Мама, наверное, не знала что делать. Она стала со мной разговаривать. Каждый день. Я не помню её слов, её аргументов, но я помню, что я согласился потерпеть. Это, мне кажется, очень важный момент, когда ты понимаешь, что надо потерпеть сейчас, чтобы потом было хорошо, потому что «потом» представить очень-очень трудно. Но в какой-то момент ты делаешь этот шаг, воображая себя пионером-антифашистом, попавшим в гестапо. Но это уже другой стоматолог, и другой кабинет, почти у тебя дома, на первом этаже общежития, а ты живешь на пятом. Надо только спуститься на сто ступенек. Помните «Танцующую в темноте» с несравненной Бьорк, «107 Steps»?

Я помню фамилию врача – доктор Барсукова. Как же она ласково со мной говорила, как приятны были прикосновения её рук, какая была боль потом! Но я держался. Я дал маме слово – раз, мне было очень стыдно показать себя слабым перед таким красивым доктором – два. Я плевался кровью, иногда кричал, ревел в три глотки, но держал рот открытым. Обезболивание? Это СССР, детки! Ласковый голос доктора Барсуковой – вот мой лидокаин. И это было не единожды, за две недели я приходил туда раз семь, по числу больных зубов. Где-то посередине этого бесконечного лечения, я едва не сдался. Я сел в коридоре и отказался входить в кабинет. Я хотел, но не мог.

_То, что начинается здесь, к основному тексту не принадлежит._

use std::{fs, io, path::Path};

use once_cell::unsync::OnceCell;

/// A half-open byte range into the normalized source text.
///
/// Spans are produced by the lexer and carried through the AST so that
/// diagnostics and the evaluator can recover the original lexeme with
/// [`Source::slice`]. Virtual tokens (`EOF`, pending `DEDENT`s) have
/// `start == end`.
#[derive(Debug, Clone, Copy, PartialEq, Eq)]
pub struct Span {
    /// Byte offset of the first character.
    pub start: usize,
    /// Byte offset one past the last character.
    pub end:   usize,
}

impl Span {
    /// Creates a span covering `start..end`.
    #[must_use]
    pub const fn new(start: usize, end: usize) -> Self {
        Self { start, end }
    }

    /// Creates an empty span at the given position.
    #[must_use]
    pub const fn empty(pos: usize) -> Self {
        Self { start: pos, end: pos }
    }

    /// The number of bytes covered by the span.
    #[must_use]
    pub const fn len(&self) -> usize {
        self.end - self.start
    }

    /// Whether the span covers no bytes at all.
    #[must_use]
    pub const fn is_empty(&self) -> bool {
        self.start == self.end
    }
}

/// A loaded piece of source code with normalized line endings.
///
/// The stored text is guaranteed to contain no `\r` characters and to end
/// with a final `\n`; the lexer relies on both properties. A line-start
/// index is materialized lazily on the first position query and shared by
/// all subsequent lookups.
///
/// Lines are numbered starting at 1. The text after the final `\n` counts
/// as one extra, empty line, so `line_count` equals the number of `\n`
/// characters plus one.
pub struct Source {
    filename:    String,
    text:        String,
    line_starts: OnceCell<Vec<usize>>,
}

impl Source {
    /// Reads and normalizes a file.
    ///
    /// # Errors
    /// Returns the underlying I/O error when the file cannot be read
    /// (including files that are not valid UTF-8).
    pub fn from_file(path: &Path) -> io::Result<Self> {
        let raw = fs::read_to_string(path)?;
        Ok(Self::from_string(&path.display().to_string(), &raw))
    }

    /// Normalizes an in-memory string.
    ///
    /// All `\r\n` pairs and standalone `\r` characters are replaced with
    /// `\n`, and a final `\n` is appended when missing (an empty input
    /// becomes `"\n"`).
    ///
    /// ## Example
    /// ```
    /// use natrix::source::Source;
    ///
    /// let source = Source::from_string("<string>", "a\nb\rc\r\r\nd");
    /// assert_eq!(source.text(), "a\nb\nc\n\nd\n");
    /// ```
    #[must_use]
    pub fn from_string(filename: &str, text: &str) -> Self {
        let mut normalized = String::with_capacity(text.len() + 1);
        let mut chars = text.chars().peekable();
        while let Some(c) = chars.next() {
            if c == '\r' {
                normalized.push('\n');
                if chars.peek() == Some(&'\n') {
                    chars.next();
                }
            } else {
                normalized.push(c);
            }
        }
        if !normalized.ends_with('\n') {
            normalized.push('\n');
        }
        Self { filename:    filename.to_string(),
               text:        normalized,
               line_starts: OnceCell::new(), }
    }

    /// The name the source was loaded under.
    #[must_use]
    pub fn filename(&self) -> &str {
        &self.filename
    }

    /// The normalized text. Always ends with `\n`.
    #[must_use]
    pub fn text(&self) -> &str {
        &self.text
    }

    /// The lexeme covered by `span`.
    #[must_use]
    pub fn slice(&self, span: Span) -> &str {
        &self.text[span.start..span.end]
    }

    /// The number of lines, counting the empty line past the final `\n`.
    #[must_use]
    pub fn line_count(&self) -> usize {
        self.line_starts().len()
    }

    /// The 1-based line number containing the byte at `pos`.
    ///
    /// `pos` may be `text().len()`, which addresses the empty final line.
    #[must_use]
    pub fn line_number(&self, pos: usize) -> usize {
        self.line_starts().partition_point(|&start| start <= pos)
    }

    /// The byte offset of the first character of the 1-based line `line`.
    #[must_use]
    pub fn line_start(&self, line: usize) -> usize {
        self.line_starts()[line - 1]
    }

    /// The byte offset of the `\n` terminating the 1-based line `line`,
    /// or the end of the text for the final, empty line.
    #[must_use]
    pub fn line_end(&self, line: usize) -> usize {
        let line_starts = self.line_starts();
        if line < line_starts.len() {
            line_starts[line] - 1
        } else {
            self.text.len()
        }
    }

    /// The lazily materialized line index: offset 0 plus the position
    /// after every `\n`.
    fn line_starts(&self) -> &[usize] {
        self.line_starts.get_or_init(|| {
                            let mut starts = vec![0];
                            for (pos, byte) in self.text.bytes().enumerate() {
                                if byte == b'\n' {
                                    starts.push(pos + 1);
                                }
                            }
                            starts
                        })
    }
}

Ноги не шли, как только я представлял себе новую порцию боли. Именно тогда я понял, что не смогу стать ни военным, ни разведчиком. Вдруг меня возьмут в плен. И тогда я не выдержу пыток, я выдам все тайны и всех товарищей. А этого нельзя допустить! И с тех пор у меня принцип: я не храню тайны, у меня их нет, я предупреждаю друзей: если мне будут сверлить зубы – я сдам всех. Может и не героическая позиция, но зато честная.

В девятом или одиннадцатом классе, мы изучали «Репортаж с петлей на шее» Юлиуса Фучика. Я еще ничего не знал о наших, советских репрессия, и поэтому книга меня потрясла.

Хотя еще до этого была одна детская книжка какого-то иностранного автора, никогда уже, наверное, не вспомню и не узнаю, кто это. Там про какой-то город, про его жителей, они ждали конца света (да, это была детская книжка с цветными картинками на полстраницы), должен был прилететь астероид, врезаться в Землю и наступить всеобщий конец. И вот все как-то к этому событию готовились, и мэрия проводила уборку, и какие-то праздничные мероприятия, приуроченные к падению астероида, жители добрели на глазах, все ходили друг другу в гости, всё друг друга прощали, почти идиллия воцарилась (вы всё еще думаете, что я выдумал эту книгу? И зря! Клянусь, книга была, я её читал).

Так вот, там был один персонаж, старичок, переживший войну. Он работал в подполье, даже, по-моему, его возглавлял. То есть у него в голове хранились все пароли и явки, он знал всех руководителей ячеек. Ну, и, конечно, его арестовали. Пытали (я вам ещё раз говорю, это детская книжка! Не верите – ваше дело). И вот этот зарубежный Мальчиш-Кибальчиш, боясь, что не выдержит и выдаст всех, нашел выход, он стал вместо настоящих имен и адресов придумывать вымышленные и заменять в своей памяти. Заменял, заменял и дошел до того, что забыл всё, что было в его жизни по-настоящему, всех людей, которых знал реально, а заменил всё это придуманными воспоминаниями. Как ему это удалось – меня не спрашивайте, лучше спросите у автора, которого я не помню. В результате врагам ничего не удалось от него узнать.

Потом командира подполья освободили, хорошие победили. Но, когда Мальчиш-Кибальчиш (будем его так звать) вышел из тюрьмы, он не знал, куда ему идти, он не узнавал ни улиц, ни старых знакомых. Остался человек совсем один. Помнил, что когда-то был подпольщиком, но как это доказать? Так что ни пенсии, ни наград, ни рассказов перед школьниками, ни заседаний в президиуме патриотических обществ Мальчишу-Всёзабывшу не светило.

Чем всё закончилось? Я вошел в кабинет, решительно сел в стоматологическое кресло и открыл рот. А , вы про историю из той детской книжки, автора которой я не помню? Ну, там тоже всё хорошо закончилось, астероид пролетел мимо. У меня смутные догадки, этот детский писатель был из скандинавской страны.